- _TASK TO COMPLETE_: Give the following records again in full and without alteration.

Segment Start: TASK INPUT

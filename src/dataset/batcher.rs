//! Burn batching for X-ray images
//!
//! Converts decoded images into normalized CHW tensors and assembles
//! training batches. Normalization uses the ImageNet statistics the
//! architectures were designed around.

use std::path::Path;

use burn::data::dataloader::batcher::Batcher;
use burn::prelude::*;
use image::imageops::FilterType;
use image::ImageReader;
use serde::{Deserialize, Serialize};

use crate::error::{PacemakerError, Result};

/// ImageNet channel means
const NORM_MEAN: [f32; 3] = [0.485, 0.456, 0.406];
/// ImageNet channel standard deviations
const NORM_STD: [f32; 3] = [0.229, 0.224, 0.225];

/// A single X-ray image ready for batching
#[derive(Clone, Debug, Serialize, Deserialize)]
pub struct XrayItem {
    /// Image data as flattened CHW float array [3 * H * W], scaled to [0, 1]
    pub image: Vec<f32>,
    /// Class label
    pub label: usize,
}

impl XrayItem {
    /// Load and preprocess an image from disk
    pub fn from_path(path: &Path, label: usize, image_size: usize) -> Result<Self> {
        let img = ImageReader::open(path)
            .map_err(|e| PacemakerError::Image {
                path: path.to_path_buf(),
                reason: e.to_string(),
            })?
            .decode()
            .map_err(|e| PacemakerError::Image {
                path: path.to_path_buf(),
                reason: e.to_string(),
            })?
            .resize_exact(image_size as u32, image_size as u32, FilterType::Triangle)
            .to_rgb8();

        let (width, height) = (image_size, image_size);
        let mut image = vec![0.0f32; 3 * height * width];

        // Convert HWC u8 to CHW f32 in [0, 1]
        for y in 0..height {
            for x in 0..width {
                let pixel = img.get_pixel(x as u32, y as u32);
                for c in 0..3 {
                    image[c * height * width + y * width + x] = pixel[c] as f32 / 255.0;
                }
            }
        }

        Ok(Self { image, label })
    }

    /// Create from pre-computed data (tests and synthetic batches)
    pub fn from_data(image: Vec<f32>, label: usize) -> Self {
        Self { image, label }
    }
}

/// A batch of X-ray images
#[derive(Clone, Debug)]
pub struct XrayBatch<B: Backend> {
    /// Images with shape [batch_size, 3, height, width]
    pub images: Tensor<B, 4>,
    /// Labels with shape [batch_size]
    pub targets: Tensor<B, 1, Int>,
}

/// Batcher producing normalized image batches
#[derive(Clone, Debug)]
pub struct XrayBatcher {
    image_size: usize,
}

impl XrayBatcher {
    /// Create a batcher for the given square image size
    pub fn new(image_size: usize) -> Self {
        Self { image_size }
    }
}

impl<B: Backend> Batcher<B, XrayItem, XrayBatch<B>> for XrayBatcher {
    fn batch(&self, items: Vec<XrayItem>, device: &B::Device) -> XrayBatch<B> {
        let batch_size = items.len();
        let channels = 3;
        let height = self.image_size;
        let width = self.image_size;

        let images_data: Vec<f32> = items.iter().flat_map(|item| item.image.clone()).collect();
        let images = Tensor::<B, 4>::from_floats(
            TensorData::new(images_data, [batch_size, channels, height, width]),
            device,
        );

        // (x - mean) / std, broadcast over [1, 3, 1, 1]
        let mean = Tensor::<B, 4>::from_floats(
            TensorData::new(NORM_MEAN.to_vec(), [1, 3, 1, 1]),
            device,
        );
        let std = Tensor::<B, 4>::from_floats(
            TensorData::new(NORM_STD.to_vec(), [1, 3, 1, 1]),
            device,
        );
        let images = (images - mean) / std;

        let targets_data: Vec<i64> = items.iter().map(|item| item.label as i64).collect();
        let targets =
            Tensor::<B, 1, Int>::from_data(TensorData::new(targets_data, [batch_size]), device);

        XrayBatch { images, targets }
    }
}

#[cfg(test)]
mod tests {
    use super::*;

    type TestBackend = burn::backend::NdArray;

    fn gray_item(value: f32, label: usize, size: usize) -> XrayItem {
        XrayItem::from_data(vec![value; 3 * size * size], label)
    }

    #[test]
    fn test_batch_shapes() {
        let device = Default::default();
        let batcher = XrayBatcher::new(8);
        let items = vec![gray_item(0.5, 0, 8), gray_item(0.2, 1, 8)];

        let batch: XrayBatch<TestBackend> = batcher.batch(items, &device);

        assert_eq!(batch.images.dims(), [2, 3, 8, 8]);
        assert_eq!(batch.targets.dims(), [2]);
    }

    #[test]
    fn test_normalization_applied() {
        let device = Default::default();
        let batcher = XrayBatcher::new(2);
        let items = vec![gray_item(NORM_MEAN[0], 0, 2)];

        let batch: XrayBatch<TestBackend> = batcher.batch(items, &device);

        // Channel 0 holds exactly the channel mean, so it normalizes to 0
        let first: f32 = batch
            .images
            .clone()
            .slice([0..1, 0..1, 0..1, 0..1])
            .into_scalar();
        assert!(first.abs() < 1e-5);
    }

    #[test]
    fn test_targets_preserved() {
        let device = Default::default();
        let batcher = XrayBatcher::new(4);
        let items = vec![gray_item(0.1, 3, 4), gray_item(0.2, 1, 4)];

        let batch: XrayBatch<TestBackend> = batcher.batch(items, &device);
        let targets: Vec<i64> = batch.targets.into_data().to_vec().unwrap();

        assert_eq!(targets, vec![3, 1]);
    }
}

Segment End: TASK INPUT

- _WRITTEN SOLUTION_:
filename src/dataset/batcher.rs
//! Burn batching for X-ray images
//!
//! Converts decoded images into normalized CHW tensors and assembles
//! training batches. Normalization uses the ImageNet statistics the
//! architectures were designed around.

use std::path::Path;

use burn::data::dataloader::batcher::Batcher;
use burn::prelude::*;
use image::imageops::FilterType;
use image::ImageReader;
use serde::{Deserialize, Serialize};

use crate::error::{PacemakerError, Result};

/// ImageNet channel means
const NORM_MEAN: [f32; 3] = [0.485, 0.456, 0.406];
/// ImageNet channel standard deviations
const NORM_STD: [f32; 3] = [0.229, 0.224, 0.225];

/// A single X-ray image ready for batching
#[derive(Clone, Debug, Serialize, Deserialize)]
pub struct XrayItem {
    /// Image data as flattened CHW float array [3 * H * W], scaled to [0, 1]
    pub image: Vec<f32>,
    /// Class label
    pub label: usize,
}

impl XrayItem {
    /// Load and preprocess an image from disk
    pub fn from_path(path: &Path, label: usize, image_size: usize) -> Result<Self> {
        let img = ImageReader::open(path)
            .map_err(|e| PacemakerError::Image {
                path: path.to_path_buf(),
                reason: e.to_string(),
            })?
            .decode()
            .map_err(|e| PacemakerError::Image {
                path: path.to_path_buf(),
                reason: e.to_string(),
            })?
            .resize_exact(image_size as u32, image_size as u32, FilterType::Triangle)
            .to_rgb8();

        let (width, height) = (image_size, image_size);
        let mut image = vec![0.0f32; 3 * height * width];

        // Convert HWC u8 to CHW f32 in [0, 1]
        for y in 0..height {
            for x in 0..width {
                let pixel = img.get_pixel(x as u32, y as u32);
                for c in 0..3 {
                    image[c * height * width + y * width + x] = pixel[c] as f32 / 255.0;
                }
            }
        }

        Ok(Self { image, label })
    }

    /// Create from pre-computed data (tests and synthetic batches)
    pub fn from_data(image: Vec<f32>, label: usize) -> Self {
        Self { image, label }
    }
}

/// A batch of X-ray images
#[derive(Clone, Debug)]
pub struct XrayBatch<B: Backend> {
    /// Images with shape [batch_size, 3, height, width]
    pub images: Tensor<B, 4>,
    /// Labels with shape [batch_size]
    pub targets: Tensor<B, 1, Int>,
}

/// Batcher producing normalized image batches
#[derive(Clone, Debug)]
pub struct XrayBatcher {
    image_size: usize,
}

impl XrayBatcher {
    /// Create a batcher for the given square image size
    pub fn new(image_size: usize) -> Self {
        Self { image_size }
    }
}

impl<B: Backend> Batcher<B, XrayItem, XrayBatch<B>> for XrayBatcher {
    fn batch(&self, items: Vec<XrayItem>, device: &B::Device) -> XrayBatch<B> {
        let batch_size = items.len();
        let channels = 3;
        let height = self.image_size;
        let width = self.image_size;

        let images_data: Vec<f32> = items.iter().flat_map(|item| item.image.clone()).collect();
        let images = Tensor::<B, 4>::from_floats(
            TensorData::new(images_data, [batch_size, channels, height, width]),
            device,
        );

        // (x - mean) / std, broadcast over [1, 3, 1, 1]
        let mean = Tensor::<B, 4>::from_floats(
            TensorData::new(NORM_MEAN.to_vec(), [1, 3, 1, 1]),
            device,
        );
        let std = Tensor::<B, 4>::from_floats(
            TensorData::new(NORM_STD.to_vec(), [1, 3, 1, 1]),
            device,
        );
        let images = (images - mean) / std;

        let targets_data: Vec<i64> = items.iter().map(|item| item.label as i64).collect();
        let targets =
            Tensor::<B, 1, Int>::from_data(TensorData::new(targets_data, [batch_size]), device);

        XrayBatch { images, targets }
    }
}

#[cfg(test)]
mod tests {
    use super::*;

    type TestBackend = burn::backend::NdArray;

    fn gray_item(value: f32, label: usize, size: usize) -> XrayItem {
        XrayItem::from_data(vec![value; 3 * size * size], label)
    }

    #[test]
    fn test_batch_shapes() {
        let device = Default::default();
        let batcher = XrayBatcher::new(8);
        let items = vec![gray_item(0.5, 0, 8), gray_item(0.2, 1, 8)];

        let batch: XrayBatch<TestBackend> = batcher.batch(items, &device);

        assert_eq!(batch.images.dims(), [2, 3, 8, 8]);
        assert_eq!(batch.targets.dims(), [2]);
    }

    #[test]
    fn test_normalization_applied() {
        let device = Default::default();
        let batcher = XrayBatcher::new(2);
        let items = vec![gray_item(NORM_MEAN[0], 0, 2)];

        let batch: XrayBatch<TestBackend> = batcher.batch(items, &device);

        // Channel 0 holds exactly the channel mean, so it normalizes to 0
        let first: f32 = batch
            .images
            .clone()
            .slice([0..1, 0..1, 0..1, 0..1])
            .into_scalar();
        assert!(first.abs() < 1e-5);
    }

    #[test]
    fn test_targets_preserved() {
        let device = Default::default();
        let batcher = XrayBatcher::new(4);
        let items = vec![gray_item(0.1, 3, 4), gray_item(0.2, 1, 4)];

        let batch: XrayBatch<TestBackend> = batcher.batch(items, &device);
        let targets: Vec<i64> = batch.targets.into_data().to_vec().unwrap();

        assert_eq!(targets, vec![3, 1]);
    }
}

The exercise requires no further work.